An intensive mineral N management permitted over the past 50 years to increase the productivity of agricultural lands around the world. Nevertheless, it often determined N surplus in soils and waters, resulting in severe pollution due to nitrate contamination [1,2,3,4,5]. In Europe, this negative effect was measured already in 1980 when mineral N consumption in agriculture, as well as that of other macro-nutrients (K and P), reached maxima values [6]. However, N consumption started to decrease at the beginning of 1990 when the Nitrates Directive [7] was applied with the aim to reduce nitrate pollution of agricultural origin.
Nowadays, the priority goal of modern and sustainable agriculture is to reduce N losses to the environment; this result might be reached by improving the efficiency of N use [8,9]. Several research studies were carried out in the last 20 years to investigate N-use efficiency of many crops such as maize [10,11,12], wheat [13,14,15,16,17,18], tomato [19,20,21,22,23], potato [24,25,26], sunflower [27,28,29], industrial crops [8,30,31] or non-edible and biofuel crops [32]. All of them are currently fertilized with a high amount of N. Various N-use indexes were proposed, generally measuring both N fertilizer efficiency (yield/N apply) or crop N efficiency. The latter is partitioned into the following two indexes: (i) N-uptake efficiency (crop N uptake/N apply or supply) and (ii) N-utilization efficiency (yield/crop N uptake) [8,33,34,35,36]. Both climate and soil have a great impact on N-use efficiency through their effect on water regimes of agricultural fields or on the N cycle in soil-plant systems. They contribute to change (i) transformation of N applied by fertilization, (ii) plant N assimilation, (iii) losses of N by leaching, denitrification/volatilization, or surface runoff [2,35,37].

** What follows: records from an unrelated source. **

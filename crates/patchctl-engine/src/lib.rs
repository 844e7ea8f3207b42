//! patchctl engines — encapsulation, snapshot serialize/restore, signal
//! safety, and checkpoint storage

pub mod checkpoint;
pub mod encapsulate;
pub mod safety;
pub mod snapshot;

#[cfg(test)]
mod tests;

pub use checkpoint::{CheckpointMeta, CheckpointStore};
pub use encapsulate::{EncapsulateReport, encapsulate};
pub use safety::{SafetyReport, SafetyWarning, WarningKind, check_signal_safety};
pub use snapshot::{
    BoxRecord, LineRecord, RestoreCounters, RestorePhase, RestoreProgress, RestoreState,
    Snapshot, capture, restore_all, restore_step,
};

Recovery of N in crop plants (that is a measure of N-uptake efficiency) is usually less than 50% worldwide. In particular, in annual crops, the low recovery of nitrogen appears to be associated with the above-reported N losses and plant canopy [38].
Tobacco is an annual cash crop widely cultivated over the world (3.6 million ha; [6]). It generally needs great amounts of N to achieve the best yield or quality response and is usually over-fertilized [3,39,40].

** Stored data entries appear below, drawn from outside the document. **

//! Canvas serialization and resumable restore.
//!
//! Restore is a three-phase state machine (`boxes` → `lines` → `done`)
//! driven by an explicit, externally round-tripped state value: pure data
//! (phase, cursors, counters, identifier remap) that the caller feeds back
//! in until `done`. Per-record failures are absorbed into skip counters;
//! no single bad record aborts a run.

use std::collections::HashMap;

use serde::{Deserialize, Serialize};

use patchctl_core::attrs::{is_structural_key, sanitize};
use patchctl_core::canvas::Canvas;
use patchctl_core::error::PatchError;
use patchctl_core::model::{Rect, parse_text};

/// Default per-call record budget.
pub const DEFAULT_CHUNK: usize = 100;
/// Upper bound a caller may request.
pub const MAX_CHUNK: usize = 2000;
/// Hard ceiling on convenience-loop passes, so even malformed input
/// terminates.
pub const MAX_PASSES: usize = 10_000;

/// One serialized node.
#[derive(Debug, Clone, PartialEq, Serialize, Deserialize)]
pub struct BoxRecord {
    pub kind: String,
    #[serde(default, skip_serializing_if = "Option::is_none")]
    pub id: Option<String>,
    #[serde(default, skip_serializing_if = "Option::is_none")]
    pub rect: Option<Rect>,
    #[serde(default)]
    pub num_inlets: u32,
    #[serde(default)]
    pub num_outlets: u32,
    /// Authoritative textual form, preferred over `kind` when present.
    #[serde(default, skip_serializing_if = "Option::is_none")]
    pub text: Option<String>,
    /// Host-assigned stable identifier, an extra remap key when present.
    #[serde(default, skip_serializing_if = "Option::is_none")]
    pub stable_id: Option<String>,
    #[serde(default, skip_serializing_if = "serde_json::Map::is_empty")]
    pub attributes: serde_json::Map<String, serde_json::Value>,
}

/// One serialized connection, endpoints as `[identifier, port]`.
#[derive(Debug, Clone, PartialEq, Serialize, Deserialize)]
pub struct LineRecord {
    pub source: (String, u32),
    pub destination: (String, u32),
}

/// A canvas-independent description of one canvas's contents.
#[derive(Debug, Clone, PartialEq, Serialize, Deserialize, Default)]
pub struct Snapshot {
    pub boxes: Vec<BoxRecord>,
    pub lines: Vec<LineRecord>,
}

/// Serialize the canvas, excluding bookkeeping nodes. Missing identifiers
/// are assigned first so every record is addressable.
pub fn capture(canvas: &mut Canvas) -> Snapshot {
    canvas.ensure_ids();
    let mut boxes = Vec::new();
    let mut lines = Vec::new();
    for node in canvas.user_nodes() {
        let mut attributes = serde_json::Map::new();
        for (key, value) in &node.attributes {
            // Unreadable values are dropped, never a hard error.
            if let Some(clean) = sanitize(value) {
                attributes.insert(key.clone(), clean);
            }
        }
        boxes.push(BoxRecord {
            kind: node.kind.clone(),
            id: node.id.clone(),
            rect: Some(node.rect),
            num_inlets: node.num_inlets,
            num_outlets: node.num_outlets,
            text: Some(node.display_text()),
            stable_id: None,
            attributes,
        });
    }
    for conn in &canvas.connections {
        let reserved = |id: &str| {
            canvas.node(id).is_some_and(|n| n.is_reserved())
        };
        if reserved(&conn.source.id) || reserved(&conn.destination.id) {
            continue;
        }
        lines.push(LineRecord {
            source: (conn.source.id.clone(), conn.source.port),
            destination: (conn.destination.id.clone(), conn.destination.port),
        });
    }
    Snapshot { boxes, lines }
}

#[derive(Debug, Clone, Copy, PartialEq, Eq, Serialize, Deserialize, Default)]
#[serde(rename_all = "snake_case")]
pub enum RestorePhase {
    #[default]
    Boxes,
    Lines,
    Done,
}

impl RestorePhase {
    pub fn as_str(&self) -> &'static str {
        match self {
            RestorePhase::Boxes => "boxes",
            RestorePhase::Lines => "lines",
            RestorePhase::Done => "done",
        }
    }
}

/// Counters accumulated across resumed calls.
#[derive(Debug, Clone, Copy, PartialEq, Eq, Serialize, Deserialize, Default)]
pub struct RestoreCounters {
    pub restored_boxes: usize,
    pub skipped_boxes: usize,
    pub restored_lines: usize,
    pub skipped_lines: usize,
    pub restored_rects: usize,
    pub applied_attributes: usize,
    pub skipped_attributes: usize,
}

/// The externally persisted restore state. Pure data; the engine is a
/// function `(snapshot, state) -> (state', progress)`.
#[derive(Debug, Clone, PartialEq, Serialize, Deserialize, Default)]
pub struct RestoreState {
    pub phase: RestorePhase,
    /// Guards the one-time destructive clear against resumed calls.
    pub reset_done: bool,
    pub box_cursor: usize,
    pub line_cursor: usize,
    /// Record identifier (or stable id) to the identifier actually
    /// assigned during this restore.
    pub remap: HashMap<String, String>,
    pub counters: RestoreCounters,
}

/// Progress reported after each step.
#[derive(Debug, Clone, PartialEq, Serialize, Deserialize)]
pub struct RestoreProgress {
    pub done: bool,
    pub phase: String,
    pub processed: usize,
    pub total: usize,
    pub remaining: usize,
    #[serde(flatten)]
    pub counters: RestoreCounters,
}

/// Run one resumable restore step against `canvas`, processing at most
/// `chunk_size` records (default 100, capped at 2000).
pub fn restore_step(
    canvas: &mut Canvas,
    snapshot: &Snapshot,
    mut state: RestoreState,
    chunk_size: Option<usize>,
) -> (RestoreState, RestoreProgress) {
    let mut budget = chunk_size.unwrap_or(DEFAULT_CHUNK).clamp(1, MAX_CHUNK);

    if !state.reset_done {
        let cleared = canvas.clear_user_nodes();
        state.reset_done = true;
        tracing::debug!(cleared, "cleared canvas for snapshot restore");
    }

    while state.phase == RestorePhase::Boxes && budget > 0 {
        if state.box_cursor >= snapshot.boxes.len() {
            state.phase = RestorePhase::Lines;
            break;
        }
        restore_box(canvas, &snapshot.boxes[state.box_cursor], &mut state);
        state.box_cursor += 1;
        budget -= 1;
        if state.box_cursor >= snapshot.boxes.len() {
            state.phase = RestorePhase::Lines;
        }
    }

    while state.phase == RestorePhase::Lines && budget > 0 {
        if state.line_cursor >= snapshot.lines.len() {
            state.phase = RestorePhase::Done;
            break;
        }
        restore_line(canvas, &snapshot.lines[state.line_cursor], &mut state);
        state.line_cursor += 1;
        budget -= 1;
        if state.line_cursor >= snapshot.lines.len() {
            state.phase = RestorePhase::Done;
        }
    }

    // Zero-record snapshots complete immediately.
    if state.box_cursor >= snapshot.boxes.len() && state.line_cursor >= snapshot.lines.len() {
        state.phase = RestorePhase::Done;
    }

    let total = snapshot.boxes.len() + snapshot.lines.len();
    let processed = state.box_cursor + state.line_cursor;
    let progress = RestoreProgress {
        done: state.phase == RestorePhase::Done,
        phase: state.phase.as_str().to_string(),
        processed,
        total,
        remaining: total.saturating_sub(processed),
        counters: state.counters,
    };
    (state, progress)
}

fn restore_box(canvas: &mut Canvas, record: &BoxRecord, state: &mut RestoreState) {
    // Prefer the authoritative text; it preserves symbolic kind renderings.
    let parsed = record
        .text
        .as_deref()
        .and_then(parse_text)
        .or_else(|| parse_text(&record.kind));
    let Some((kind, args)) = parsed else {
        state.counters.skipped_boxes += 1;
        tracing::debug!(?record.id, "skipped box record with no usable kind");
        return;
    };

    let rect = record.rect.unwrap_or_default();
    // A colliding (or absent) record identifier gets a fresh one; the remap
    // keeps line records resolvable either way.
    let desired = record
        .id
        .clone()
        .filter(|id| canvas.node(id).is_none());
    let assigned = match canvas.add_node(&kind, args, rect, desired) {
        Ok(id) => id,
        Err(err) => {
            state.counters.skipped_boxes += 1;
            tracing::debug!(?record.id, error = %err, "skipped unrestorable box record");
            return;
        }
    };

    if let Some(node) = canvas.node_mut(&assigned) {
        node.num_inlets = record.num_inlets.max(1);
        node.num_outlets = record.num_outlets.max(1);
        if record.rect.is_some() {
            state.counters.restored_rects += 1;
        }
        for (key, value) in &record.attributes {
            // Snapshot attribute data must never overwrite node identity.
            if is_structural_key(key) {
                state.counters.skipped_attributes += 1;
                continue;
            }
            match sanitize(value) {
                Some(clean) => {
                    node.attributes.insert(key.clone(), clean);
                    state.counters.applied_attributes += 1;
                }
                None => state.counters.skipped_attributes += 1,
            }
        }
    }

    if let Some(original) = &record.id {
        state.remap.insert(original.clone(), assigned.clone());
    }
    if let Some(stable) = &record.stable_id {
        state.remap.insert(stable.clone(), assigned.clone());
    }
    state.counters.restored_boxes += 1;
}

fn restore_line(canvas: &mut Canvas, record: &LineRecord, state: &mut RestoreState) {
    let resolve = |id: &str| -> Option<String> {
        if let Some(mapped) = state.remap.get(id) {
            return Some(mapped.clone());
        }
        canvas.node(id).and_then(|n| n.id.clone())
    };
    let (Some(src), Some(dst)) = (resolve(&record.source.0), resolve(&record.destination.0))
    else {
        state.counters.skipped_lines += 1;
        tracing::debug!(?record.source, ?record.destination, "skipped unresolvable line");
        return;
    };
    match canvas.connect(&src, record.source.1, &dst, record.destination.1) {
        Ok(()) => state.counters.restored_lines += 1,
        Err(_) => state.counters.skipped_lines += 1,
    }
}

/// All-in-one restore: large chunks, hard pass ceiling.
pub fn restore_all(
    canvas: &mut Canvas,
    snapshot: &Snapshot,
) -> Result<RestoreProgress, PatchError> {
    let mut state = RestoreState::default();
    for _ in 0..MAX_PASSES {
        let (next, progress) = restore_step(canvas, snapshot, state, Some(MAX_CHUNK));
        if progress.done {
            tracing::info!(
                boxes = progress.counters.restored_boxes,
                lines = progress.counters.restored_lines,
                "snapshot restore complete"
            );
            return Ok(progress);
        }
        state = next;
    }
    Err(PatchError::Internal(
        "restore did not complete within the pass ceiling".into(),
    ))
}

Significant soil and water pollution by nitrate were frequently measured after tobacco cropping [3,41,42]. Kaiser et al. [3] found that nitrate both in soil solution from tobacco field or in well water below tobacco crop was greater than that in natural conditions. Considering the negative effect that an excess N usually determines on cured product quality [43,44,45], the evaluation of tobacco growing conditions that improve N-use efficiency becomes indispensable.

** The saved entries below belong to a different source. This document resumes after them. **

//! Error taxonomy shared by the graph model, the engines, and the protocol.

use thiserror::Error;

/// Every operation failure maps onto one of these variants; engines never
/// panic past their own boundary.
#[derive(Debug, Clone, PartialEq, Error)]
pub enum PatchError {
    /// Malformed or missing request fields. Caller error.
    #[error("{0}")]
    Validation(String),

    /// A referenced identifier is absent from the current canvas.
    #[error("object not found: {0}")]
    NotFound(String),

    /// Operation invoked outside its required state.
    #[error("{0}")]
    PreconditionFailed(String),

    /// Authentication token missing or invalid.
    #[error("unauthorized: {0}")]
    Unauthorized(String),

    /// Request named an action the dispatcher does not recognize.
    #[error("unknown action: {0}")]
    UnknownAction(String),

    /// Unexpected failure during mutation. Rollback paths report this.
    #[error("internal error: {0}")]
    Internal(String),
}

impl PatchError {
    /// Machine-readable protocol code.
    pub fn code(&self) -> &'static str {
        match self {
            PatchError::Validation(_) => "VALIDATION_ERROR",
            PatchError::NotFound(_) => "OBJECT_NOT_FOUND",
            PatchError::PreconditionFailed(_) => "PRECONDITION_FAILED",
            PatchError::Unauthorized(_) => "UNAUTHORIZED",
            PatchError::UnknownAction(_) => "UNKNOWN_ACTION",
            PatchError::Internal(_) => "INTERNAL_ERROR",
        }
    }

    /// Whether the caller can expect a retry (possibly after correction)
    /// to succeed. Internal failures leave no partial state behind, so
    /// they are recoverable by convention.
    pub fn recoverable(&self) -> bool {
        true
    }

    /// Corrective action, where one exists.
    pub fn hint(&self) -> Option<&'static str> {
        match self {
            PatchError::NotFound(_) => {
                Some("re-query the canvas; identifiers may have changed")
            }
            PatchError::PreconditionFailed(_) => {
                Some("call exit_subpatcher until at root, then retry")
            }
            _ => None,
        }
    }
}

Few studies were conducted on the N-use efficiency of tobacco [43,46,47,48,49]. Flue-cured tobacco N-use efficiency and its components (N-uptake efficiency and N-utilization efficiency) were investigated by Sisson et al. [46]. They found that efficiencies decreased with increasing N rates and were improved by breeding (i.e., they increased from the oldest to the newest cultivars). In Burley tobacco, Sifola and Postiglione [43] reported a similar negative effect of N fertilization on both N recovery fraction (RF) and N agronomic efficiency (AE) but not on N physiological efficiency (PE). That study showed that RF was always low (about 20%, on average) but positively influenced by irrigation or rainfall (a maximum value of 45% was recorded under well-watered conditions). In addition, changes in AE mainly reflected those of RF or the efficiency of N uptake [43].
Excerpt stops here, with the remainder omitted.